> [Assignment]: Could you copy every line of the data that contains the word "from"?

Stored entries
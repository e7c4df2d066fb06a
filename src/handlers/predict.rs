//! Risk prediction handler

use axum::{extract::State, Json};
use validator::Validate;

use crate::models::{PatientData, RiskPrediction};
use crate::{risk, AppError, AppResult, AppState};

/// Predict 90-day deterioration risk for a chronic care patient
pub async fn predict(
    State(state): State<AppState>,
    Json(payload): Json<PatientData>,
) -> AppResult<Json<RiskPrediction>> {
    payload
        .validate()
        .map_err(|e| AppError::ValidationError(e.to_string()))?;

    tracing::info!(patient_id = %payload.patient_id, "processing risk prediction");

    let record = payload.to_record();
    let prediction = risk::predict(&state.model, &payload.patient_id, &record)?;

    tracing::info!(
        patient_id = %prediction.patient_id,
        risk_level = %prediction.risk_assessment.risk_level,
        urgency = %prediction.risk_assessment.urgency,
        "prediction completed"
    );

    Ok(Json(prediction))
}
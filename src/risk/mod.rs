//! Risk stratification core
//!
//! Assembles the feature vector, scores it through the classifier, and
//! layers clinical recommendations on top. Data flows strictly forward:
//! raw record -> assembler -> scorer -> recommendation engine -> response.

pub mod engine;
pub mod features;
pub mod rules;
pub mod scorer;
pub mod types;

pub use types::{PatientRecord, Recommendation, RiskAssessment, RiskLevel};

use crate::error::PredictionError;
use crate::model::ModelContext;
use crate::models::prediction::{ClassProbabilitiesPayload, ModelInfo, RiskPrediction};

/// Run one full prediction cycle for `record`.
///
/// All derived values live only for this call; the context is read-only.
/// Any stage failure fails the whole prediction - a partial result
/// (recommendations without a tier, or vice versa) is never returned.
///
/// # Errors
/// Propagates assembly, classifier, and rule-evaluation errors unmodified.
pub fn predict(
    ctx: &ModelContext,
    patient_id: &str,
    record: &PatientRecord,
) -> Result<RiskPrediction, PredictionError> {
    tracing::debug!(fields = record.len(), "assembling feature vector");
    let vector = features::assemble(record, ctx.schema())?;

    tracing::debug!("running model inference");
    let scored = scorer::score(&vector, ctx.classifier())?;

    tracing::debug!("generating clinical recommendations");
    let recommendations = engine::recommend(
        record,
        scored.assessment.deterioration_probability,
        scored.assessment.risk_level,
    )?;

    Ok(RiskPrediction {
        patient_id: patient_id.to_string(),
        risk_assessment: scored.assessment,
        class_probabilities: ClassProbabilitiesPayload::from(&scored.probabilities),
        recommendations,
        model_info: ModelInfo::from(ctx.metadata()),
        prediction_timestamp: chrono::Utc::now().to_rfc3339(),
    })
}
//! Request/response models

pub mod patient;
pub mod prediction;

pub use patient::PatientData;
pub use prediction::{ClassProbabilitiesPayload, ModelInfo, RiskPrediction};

> [Reply to the exercise]:
        class_probabilities: ClassProbabilitiesPayload::from(&scored.probabilities),
        model_info: ModelInfo::from(ctx.metadata()),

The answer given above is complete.